### Exercise details
Search the material below for the string "MongoDB" and list each line that holds it.
=== Task inputs ===
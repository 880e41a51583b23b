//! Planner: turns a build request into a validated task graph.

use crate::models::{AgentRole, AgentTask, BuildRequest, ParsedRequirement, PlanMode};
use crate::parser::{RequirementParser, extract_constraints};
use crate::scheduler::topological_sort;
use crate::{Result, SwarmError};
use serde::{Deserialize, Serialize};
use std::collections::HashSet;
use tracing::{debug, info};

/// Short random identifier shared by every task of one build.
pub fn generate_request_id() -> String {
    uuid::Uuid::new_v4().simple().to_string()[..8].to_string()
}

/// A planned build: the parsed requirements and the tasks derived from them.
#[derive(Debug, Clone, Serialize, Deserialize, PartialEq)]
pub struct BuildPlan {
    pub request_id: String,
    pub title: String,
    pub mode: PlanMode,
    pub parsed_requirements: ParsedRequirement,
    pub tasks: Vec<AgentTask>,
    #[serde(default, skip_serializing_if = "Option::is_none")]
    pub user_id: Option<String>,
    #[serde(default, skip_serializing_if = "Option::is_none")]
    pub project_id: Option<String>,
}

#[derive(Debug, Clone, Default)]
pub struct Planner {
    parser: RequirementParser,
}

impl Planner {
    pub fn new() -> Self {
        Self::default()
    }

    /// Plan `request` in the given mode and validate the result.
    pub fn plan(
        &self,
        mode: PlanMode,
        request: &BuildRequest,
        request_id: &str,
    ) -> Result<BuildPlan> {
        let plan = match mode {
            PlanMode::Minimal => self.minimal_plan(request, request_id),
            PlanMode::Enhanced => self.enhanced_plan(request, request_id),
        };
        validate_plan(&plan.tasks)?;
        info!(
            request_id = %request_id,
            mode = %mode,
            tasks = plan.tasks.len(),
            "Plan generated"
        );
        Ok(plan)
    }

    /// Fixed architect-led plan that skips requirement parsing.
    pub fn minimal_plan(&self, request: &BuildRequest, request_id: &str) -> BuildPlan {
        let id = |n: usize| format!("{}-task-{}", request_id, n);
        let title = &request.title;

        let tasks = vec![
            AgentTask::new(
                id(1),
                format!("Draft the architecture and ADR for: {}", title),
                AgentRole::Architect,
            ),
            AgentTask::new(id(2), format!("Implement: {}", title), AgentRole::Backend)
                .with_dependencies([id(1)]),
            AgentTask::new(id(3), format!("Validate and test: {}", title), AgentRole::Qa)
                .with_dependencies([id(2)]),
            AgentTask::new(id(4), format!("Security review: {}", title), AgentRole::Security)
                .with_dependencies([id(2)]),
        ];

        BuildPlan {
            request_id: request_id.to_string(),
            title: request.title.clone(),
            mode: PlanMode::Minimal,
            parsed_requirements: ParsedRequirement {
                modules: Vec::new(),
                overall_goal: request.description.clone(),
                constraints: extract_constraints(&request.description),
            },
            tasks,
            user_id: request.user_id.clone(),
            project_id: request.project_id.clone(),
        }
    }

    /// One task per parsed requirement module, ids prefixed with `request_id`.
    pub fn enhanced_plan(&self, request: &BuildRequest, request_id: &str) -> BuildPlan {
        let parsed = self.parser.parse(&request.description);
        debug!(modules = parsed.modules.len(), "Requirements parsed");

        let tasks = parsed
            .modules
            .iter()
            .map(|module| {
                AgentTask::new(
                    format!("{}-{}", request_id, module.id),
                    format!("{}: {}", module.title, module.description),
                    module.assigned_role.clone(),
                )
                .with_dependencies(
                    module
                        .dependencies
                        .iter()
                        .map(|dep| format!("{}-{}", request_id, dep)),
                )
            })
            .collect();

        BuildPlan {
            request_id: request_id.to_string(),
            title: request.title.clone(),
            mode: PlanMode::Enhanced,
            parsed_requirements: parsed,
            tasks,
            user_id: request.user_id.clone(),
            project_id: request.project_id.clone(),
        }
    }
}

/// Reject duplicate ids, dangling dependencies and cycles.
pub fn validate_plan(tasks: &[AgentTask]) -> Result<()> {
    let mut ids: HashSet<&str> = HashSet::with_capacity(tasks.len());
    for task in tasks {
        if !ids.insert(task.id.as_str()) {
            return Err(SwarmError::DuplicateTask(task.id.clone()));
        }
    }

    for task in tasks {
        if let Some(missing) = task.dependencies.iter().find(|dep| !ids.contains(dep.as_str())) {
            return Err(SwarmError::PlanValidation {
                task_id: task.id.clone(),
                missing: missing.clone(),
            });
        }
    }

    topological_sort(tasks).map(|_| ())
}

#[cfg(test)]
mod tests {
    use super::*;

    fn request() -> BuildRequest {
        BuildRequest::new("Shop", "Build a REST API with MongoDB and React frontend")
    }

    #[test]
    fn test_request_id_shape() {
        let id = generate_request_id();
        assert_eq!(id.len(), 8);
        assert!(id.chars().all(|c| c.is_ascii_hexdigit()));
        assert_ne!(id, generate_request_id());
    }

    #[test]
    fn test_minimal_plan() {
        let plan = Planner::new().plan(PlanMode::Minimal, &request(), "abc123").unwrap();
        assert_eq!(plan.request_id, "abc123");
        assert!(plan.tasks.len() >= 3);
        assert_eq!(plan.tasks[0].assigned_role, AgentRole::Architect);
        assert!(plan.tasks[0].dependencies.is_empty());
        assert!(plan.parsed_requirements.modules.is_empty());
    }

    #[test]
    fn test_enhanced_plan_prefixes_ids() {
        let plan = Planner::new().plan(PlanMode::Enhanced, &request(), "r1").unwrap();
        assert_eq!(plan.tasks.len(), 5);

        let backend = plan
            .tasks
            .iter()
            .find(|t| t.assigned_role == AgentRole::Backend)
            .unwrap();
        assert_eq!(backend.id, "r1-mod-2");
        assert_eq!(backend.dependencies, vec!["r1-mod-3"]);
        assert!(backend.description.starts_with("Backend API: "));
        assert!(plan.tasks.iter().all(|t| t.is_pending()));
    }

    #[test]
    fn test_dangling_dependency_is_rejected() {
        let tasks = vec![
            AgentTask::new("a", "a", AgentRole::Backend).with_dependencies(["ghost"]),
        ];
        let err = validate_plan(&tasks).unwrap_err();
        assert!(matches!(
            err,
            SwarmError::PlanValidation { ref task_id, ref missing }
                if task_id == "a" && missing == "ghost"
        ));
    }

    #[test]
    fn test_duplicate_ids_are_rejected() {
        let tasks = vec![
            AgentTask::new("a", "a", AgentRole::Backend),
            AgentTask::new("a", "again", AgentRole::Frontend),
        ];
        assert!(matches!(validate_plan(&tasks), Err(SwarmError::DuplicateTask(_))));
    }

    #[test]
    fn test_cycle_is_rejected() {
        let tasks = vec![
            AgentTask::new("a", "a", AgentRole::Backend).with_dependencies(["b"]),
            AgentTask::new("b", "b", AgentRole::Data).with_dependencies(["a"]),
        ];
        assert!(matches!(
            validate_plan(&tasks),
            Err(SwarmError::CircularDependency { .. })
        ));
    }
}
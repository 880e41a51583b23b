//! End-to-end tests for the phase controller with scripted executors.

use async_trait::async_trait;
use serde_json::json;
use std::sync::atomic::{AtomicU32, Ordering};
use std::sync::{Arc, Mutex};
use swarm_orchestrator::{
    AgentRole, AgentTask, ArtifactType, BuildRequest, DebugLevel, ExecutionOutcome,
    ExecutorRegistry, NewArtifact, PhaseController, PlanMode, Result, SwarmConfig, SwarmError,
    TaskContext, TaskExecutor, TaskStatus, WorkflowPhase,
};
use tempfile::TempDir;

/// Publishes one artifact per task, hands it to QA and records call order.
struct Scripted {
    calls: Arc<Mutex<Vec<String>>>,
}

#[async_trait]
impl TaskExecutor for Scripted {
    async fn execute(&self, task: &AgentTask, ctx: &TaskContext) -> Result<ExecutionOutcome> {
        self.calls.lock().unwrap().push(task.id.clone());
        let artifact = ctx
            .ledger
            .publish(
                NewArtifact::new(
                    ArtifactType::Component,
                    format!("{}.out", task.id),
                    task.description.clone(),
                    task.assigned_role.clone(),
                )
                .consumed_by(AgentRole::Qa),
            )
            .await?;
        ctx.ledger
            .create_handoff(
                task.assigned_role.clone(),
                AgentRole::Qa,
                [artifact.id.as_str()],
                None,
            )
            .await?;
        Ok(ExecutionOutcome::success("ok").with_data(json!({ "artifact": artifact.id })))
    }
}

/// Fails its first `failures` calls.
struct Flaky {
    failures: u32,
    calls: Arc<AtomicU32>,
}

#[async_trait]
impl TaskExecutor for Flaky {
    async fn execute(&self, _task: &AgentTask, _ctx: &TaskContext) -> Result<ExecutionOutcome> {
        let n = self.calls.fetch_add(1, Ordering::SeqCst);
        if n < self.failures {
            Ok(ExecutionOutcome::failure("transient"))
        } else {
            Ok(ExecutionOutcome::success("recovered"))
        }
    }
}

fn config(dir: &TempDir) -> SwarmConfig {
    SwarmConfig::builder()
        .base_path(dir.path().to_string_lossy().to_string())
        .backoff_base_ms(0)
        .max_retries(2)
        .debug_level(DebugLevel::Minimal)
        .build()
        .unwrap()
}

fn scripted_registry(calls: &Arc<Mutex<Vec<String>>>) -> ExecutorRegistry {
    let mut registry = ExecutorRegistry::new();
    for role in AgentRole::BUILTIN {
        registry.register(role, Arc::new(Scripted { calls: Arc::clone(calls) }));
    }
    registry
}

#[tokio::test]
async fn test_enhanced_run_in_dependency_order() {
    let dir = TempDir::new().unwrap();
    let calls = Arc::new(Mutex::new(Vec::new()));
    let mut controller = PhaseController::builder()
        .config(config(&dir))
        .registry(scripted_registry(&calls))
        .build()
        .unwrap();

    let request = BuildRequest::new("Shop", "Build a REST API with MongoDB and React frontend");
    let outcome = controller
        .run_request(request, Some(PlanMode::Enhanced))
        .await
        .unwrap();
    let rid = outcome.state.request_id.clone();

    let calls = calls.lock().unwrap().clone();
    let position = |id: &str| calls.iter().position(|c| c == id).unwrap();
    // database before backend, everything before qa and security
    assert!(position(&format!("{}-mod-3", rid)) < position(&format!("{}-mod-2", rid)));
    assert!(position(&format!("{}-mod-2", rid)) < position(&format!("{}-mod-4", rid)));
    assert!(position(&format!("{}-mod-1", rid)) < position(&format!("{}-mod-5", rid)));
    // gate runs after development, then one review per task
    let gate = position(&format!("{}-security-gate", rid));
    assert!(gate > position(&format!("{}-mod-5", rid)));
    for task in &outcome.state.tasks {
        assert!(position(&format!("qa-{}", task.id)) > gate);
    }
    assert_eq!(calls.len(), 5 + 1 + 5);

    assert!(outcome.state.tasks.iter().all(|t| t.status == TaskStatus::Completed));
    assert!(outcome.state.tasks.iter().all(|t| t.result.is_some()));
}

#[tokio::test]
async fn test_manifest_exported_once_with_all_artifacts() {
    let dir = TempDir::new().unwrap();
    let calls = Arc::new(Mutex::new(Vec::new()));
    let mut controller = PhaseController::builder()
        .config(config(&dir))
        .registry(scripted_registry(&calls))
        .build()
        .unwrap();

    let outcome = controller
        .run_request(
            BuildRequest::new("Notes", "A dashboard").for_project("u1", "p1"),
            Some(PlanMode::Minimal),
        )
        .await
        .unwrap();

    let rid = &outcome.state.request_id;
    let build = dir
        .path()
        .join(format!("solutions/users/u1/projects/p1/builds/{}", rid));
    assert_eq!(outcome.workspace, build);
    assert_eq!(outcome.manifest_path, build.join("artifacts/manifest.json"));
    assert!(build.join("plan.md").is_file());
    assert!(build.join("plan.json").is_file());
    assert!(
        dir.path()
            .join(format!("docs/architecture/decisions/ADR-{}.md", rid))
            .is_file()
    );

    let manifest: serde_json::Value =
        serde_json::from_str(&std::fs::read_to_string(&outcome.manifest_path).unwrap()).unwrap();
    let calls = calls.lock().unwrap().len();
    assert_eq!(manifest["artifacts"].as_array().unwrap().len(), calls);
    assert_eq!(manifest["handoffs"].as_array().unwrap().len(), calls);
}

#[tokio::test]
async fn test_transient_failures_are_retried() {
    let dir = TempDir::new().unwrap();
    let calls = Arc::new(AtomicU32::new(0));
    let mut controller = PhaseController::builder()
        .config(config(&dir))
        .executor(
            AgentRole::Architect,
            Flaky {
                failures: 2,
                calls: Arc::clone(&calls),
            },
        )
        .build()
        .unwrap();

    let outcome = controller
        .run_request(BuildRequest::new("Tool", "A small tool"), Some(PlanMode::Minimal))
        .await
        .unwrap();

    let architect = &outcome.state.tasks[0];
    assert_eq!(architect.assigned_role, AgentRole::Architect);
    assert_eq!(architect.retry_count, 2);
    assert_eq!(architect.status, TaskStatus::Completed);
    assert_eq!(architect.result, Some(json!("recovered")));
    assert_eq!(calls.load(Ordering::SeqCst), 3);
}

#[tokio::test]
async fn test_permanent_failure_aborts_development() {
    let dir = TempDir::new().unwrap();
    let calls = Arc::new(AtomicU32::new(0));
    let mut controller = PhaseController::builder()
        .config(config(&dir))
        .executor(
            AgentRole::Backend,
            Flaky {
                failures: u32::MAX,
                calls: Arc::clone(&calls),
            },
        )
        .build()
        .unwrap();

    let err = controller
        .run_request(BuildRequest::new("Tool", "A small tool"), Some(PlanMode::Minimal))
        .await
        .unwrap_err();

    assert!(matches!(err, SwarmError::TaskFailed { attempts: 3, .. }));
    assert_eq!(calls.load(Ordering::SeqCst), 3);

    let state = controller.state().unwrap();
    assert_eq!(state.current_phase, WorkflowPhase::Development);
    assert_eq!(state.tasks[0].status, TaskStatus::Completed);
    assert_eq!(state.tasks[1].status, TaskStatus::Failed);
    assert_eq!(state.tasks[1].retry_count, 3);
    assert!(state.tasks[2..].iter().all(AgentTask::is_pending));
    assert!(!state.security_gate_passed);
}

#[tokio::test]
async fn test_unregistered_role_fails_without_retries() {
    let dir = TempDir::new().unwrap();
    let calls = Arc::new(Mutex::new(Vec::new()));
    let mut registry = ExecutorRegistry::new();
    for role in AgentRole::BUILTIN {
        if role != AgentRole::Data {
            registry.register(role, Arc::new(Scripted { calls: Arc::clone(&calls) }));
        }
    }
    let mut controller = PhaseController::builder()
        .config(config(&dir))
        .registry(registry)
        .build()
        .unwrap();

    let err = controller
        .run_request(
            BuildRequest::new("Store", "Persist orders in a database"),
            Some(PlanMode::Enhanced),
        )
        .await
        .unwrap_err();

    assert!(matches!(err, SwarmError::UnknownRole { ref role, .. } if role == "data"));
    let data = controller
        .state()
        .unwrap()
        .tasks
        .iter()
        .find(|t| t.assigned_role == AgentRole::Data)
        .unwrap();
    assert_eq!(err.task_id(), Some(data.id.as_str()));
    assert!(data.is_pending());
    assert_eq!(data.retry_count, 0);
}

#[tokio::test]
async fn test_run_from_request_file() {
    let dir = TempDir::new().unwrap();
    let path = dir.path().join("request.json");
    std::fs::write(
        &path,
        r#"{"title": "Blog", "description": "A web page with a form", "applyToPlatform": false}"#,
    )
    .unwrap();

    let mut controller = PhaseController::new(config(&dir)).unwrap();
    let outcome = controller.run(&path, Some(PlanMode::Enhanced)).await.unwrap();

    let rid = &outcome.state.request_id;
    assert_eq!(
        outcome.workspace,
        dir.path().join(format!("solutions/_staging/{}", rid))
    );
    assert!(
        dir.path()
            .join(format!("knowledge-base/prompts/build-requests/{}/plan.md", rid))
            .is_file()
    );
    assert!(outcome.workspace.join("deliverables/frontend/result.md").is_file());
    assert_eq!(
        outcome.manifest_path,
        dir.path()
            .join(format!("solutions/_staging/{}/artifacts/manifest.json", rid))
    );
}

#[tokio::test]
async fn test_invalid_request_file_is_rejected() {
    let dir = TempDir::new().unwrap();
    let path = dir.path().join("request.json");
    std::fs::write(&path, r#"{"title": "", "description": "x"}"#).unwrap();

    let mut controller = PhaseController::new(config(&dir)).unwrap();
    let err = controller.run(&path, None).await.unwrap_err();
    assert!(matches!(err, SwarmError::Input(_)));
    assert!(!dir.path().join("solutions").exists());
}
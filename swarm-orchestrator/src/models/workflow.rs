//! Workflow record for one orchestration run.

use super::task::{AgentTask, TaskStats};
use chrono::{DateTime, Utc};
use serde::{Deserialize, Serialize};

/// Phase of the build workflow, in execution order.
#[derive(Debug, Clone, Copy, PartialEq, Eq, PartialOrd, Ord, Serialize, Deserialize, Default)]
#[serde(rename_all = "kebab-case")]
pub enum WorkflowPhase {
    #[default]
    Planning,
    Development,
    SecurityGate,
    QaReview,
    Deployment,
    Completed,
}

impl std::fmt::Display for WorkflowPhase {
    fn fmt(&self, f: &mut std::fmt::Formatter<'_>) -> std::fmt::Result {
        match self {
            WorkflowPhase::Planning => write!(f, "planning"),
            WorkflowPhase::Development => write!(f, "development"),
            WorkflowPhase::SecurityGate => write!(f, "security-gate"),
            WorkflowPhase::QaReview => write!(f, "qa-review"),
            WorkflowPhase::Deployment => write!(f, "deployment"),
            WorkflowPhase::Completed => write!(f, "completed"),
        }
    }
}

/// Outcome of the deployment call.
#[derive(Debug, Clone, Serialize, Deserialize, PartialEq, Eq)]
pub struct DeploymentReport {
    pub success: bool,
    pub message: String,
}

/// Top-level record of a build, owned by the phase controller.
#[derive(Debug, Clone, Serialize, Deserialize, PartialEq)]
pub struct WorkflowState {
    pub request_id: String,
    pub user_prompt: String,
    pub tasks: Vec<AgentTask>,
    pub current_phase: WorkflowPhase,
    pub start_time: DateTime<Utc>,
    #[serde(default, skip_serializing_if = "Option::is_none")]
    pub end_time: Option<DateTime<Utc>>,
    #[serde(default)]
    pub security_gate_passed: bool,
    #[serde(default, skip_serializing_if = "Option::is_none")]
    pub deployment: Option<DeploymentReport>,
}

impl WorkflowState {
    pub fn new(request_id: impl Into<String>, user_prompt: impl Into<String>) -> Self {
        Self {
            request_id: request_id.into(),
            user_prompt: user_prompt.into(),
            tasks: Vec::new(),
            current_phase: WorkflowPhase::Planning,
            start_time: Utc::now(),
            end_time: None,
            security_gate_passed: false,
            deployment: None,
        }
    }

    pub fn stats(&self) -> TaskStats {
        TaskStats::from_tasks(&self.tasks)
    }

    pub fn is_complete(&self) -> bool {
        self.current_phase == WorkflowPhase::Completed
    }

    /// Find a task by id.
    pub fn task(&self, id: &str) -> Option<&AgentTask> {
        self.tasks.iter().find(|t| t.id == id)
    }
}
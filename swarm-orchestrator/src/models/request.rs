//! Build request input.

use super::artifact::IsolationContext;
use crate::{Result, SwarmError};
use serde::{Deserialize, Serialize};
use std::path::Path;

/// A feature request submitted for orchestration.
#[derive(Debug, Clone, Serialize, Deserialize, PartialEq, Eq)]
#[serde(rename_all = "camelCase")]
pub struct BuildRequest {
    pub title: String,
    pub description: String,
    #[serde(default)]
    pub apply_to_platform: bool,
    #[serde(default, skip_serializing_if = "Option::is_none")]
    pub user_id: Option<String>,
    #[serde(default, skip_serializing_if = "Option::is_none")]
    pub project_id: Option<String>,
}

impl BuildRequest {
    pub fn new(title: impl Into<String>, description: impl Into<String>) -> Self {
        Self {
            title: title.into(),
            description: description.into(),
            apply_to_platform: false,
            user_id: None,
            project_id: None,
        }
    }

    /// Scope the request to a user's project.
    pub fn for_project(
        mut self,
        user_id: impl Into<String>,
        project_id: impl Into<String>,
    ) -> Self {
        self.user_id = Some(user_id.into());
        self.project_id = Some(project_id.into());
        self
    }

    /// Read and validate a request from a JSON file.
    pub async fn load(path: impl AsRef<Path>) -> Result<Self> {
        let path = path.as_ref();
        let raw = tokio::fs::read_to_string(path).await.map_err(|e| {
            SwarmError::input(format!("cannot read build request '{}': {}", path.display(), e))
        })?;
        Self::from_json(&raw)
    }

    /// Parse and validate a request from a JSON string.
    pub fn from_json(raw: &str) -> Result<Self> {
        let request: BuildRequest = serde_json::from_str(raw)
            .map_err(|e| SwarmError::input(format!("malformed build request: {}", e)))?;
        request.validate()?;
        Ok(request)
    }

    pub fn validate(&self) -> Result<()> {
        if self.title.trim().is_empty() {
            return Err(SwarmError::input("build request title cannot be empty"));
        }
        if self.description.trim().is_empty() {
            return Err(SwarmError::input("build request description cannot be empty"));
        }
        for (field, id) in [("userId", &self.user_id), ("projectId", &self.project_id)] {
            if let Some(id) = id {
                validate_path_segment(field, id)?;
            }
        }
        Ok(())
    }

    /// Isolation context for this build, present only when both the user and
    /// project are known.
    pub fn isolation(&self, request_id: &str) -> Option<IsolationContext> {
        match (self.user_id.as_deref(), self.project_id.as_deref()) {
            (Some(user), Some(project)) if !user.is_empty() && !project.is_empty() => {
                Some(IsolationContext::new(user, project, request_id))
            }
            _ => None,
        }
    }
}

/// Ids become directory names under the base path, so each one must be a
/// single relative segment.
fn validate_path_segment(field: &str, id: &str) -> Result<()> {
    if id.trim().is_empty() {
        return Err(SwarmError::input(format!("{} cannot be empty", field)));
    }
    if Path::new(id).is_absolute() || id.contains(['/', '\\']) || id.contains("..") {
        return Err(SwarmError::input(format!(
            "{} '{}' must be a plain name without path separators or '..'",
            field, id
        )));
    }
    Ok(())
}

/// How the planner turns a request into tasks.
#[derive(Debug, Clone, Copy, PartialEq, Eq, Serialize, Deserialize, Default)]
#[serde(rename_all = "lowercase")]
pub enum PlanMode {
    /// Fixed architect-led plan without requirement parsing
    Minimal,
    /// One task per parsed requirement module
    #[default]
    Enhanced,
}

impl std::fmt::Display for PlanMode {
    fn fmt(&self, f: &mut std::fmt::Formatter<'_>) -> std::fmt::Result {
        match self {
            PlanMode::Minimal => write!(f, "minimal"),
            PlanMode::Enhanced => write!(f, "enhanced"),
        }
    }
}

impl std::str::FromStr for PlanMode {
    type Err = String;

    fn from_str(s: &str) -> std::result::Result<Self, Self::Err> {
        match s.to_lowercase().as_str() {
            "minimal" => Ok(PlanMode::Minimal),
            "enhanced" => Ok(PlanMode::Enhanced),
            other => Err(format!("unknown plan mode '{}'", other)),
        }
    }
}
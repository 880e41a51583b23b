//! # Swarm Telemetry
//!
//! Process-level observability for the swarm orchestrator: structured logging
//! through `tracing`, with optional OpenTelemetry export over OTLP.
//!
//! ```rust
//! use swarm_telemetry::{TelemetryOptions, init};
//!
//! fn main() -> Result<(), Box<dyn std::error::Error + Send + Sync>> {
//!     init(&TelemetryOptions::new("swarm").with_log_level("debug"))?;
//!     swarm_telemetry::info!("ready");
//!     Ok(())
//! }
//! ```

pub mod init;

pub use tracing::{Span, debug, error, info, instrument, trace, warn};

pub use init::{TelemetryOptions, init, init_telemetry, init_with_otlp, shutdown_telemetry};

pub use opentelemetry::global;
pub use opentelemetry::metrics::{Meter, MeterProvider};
===
### Task response
        BuildRequest::new("Shop", "Build a REST API with MongoDB and React frontend")
    let request = BuildRequest::new("Shop", "Build a REST API with MongoDB and React frontend");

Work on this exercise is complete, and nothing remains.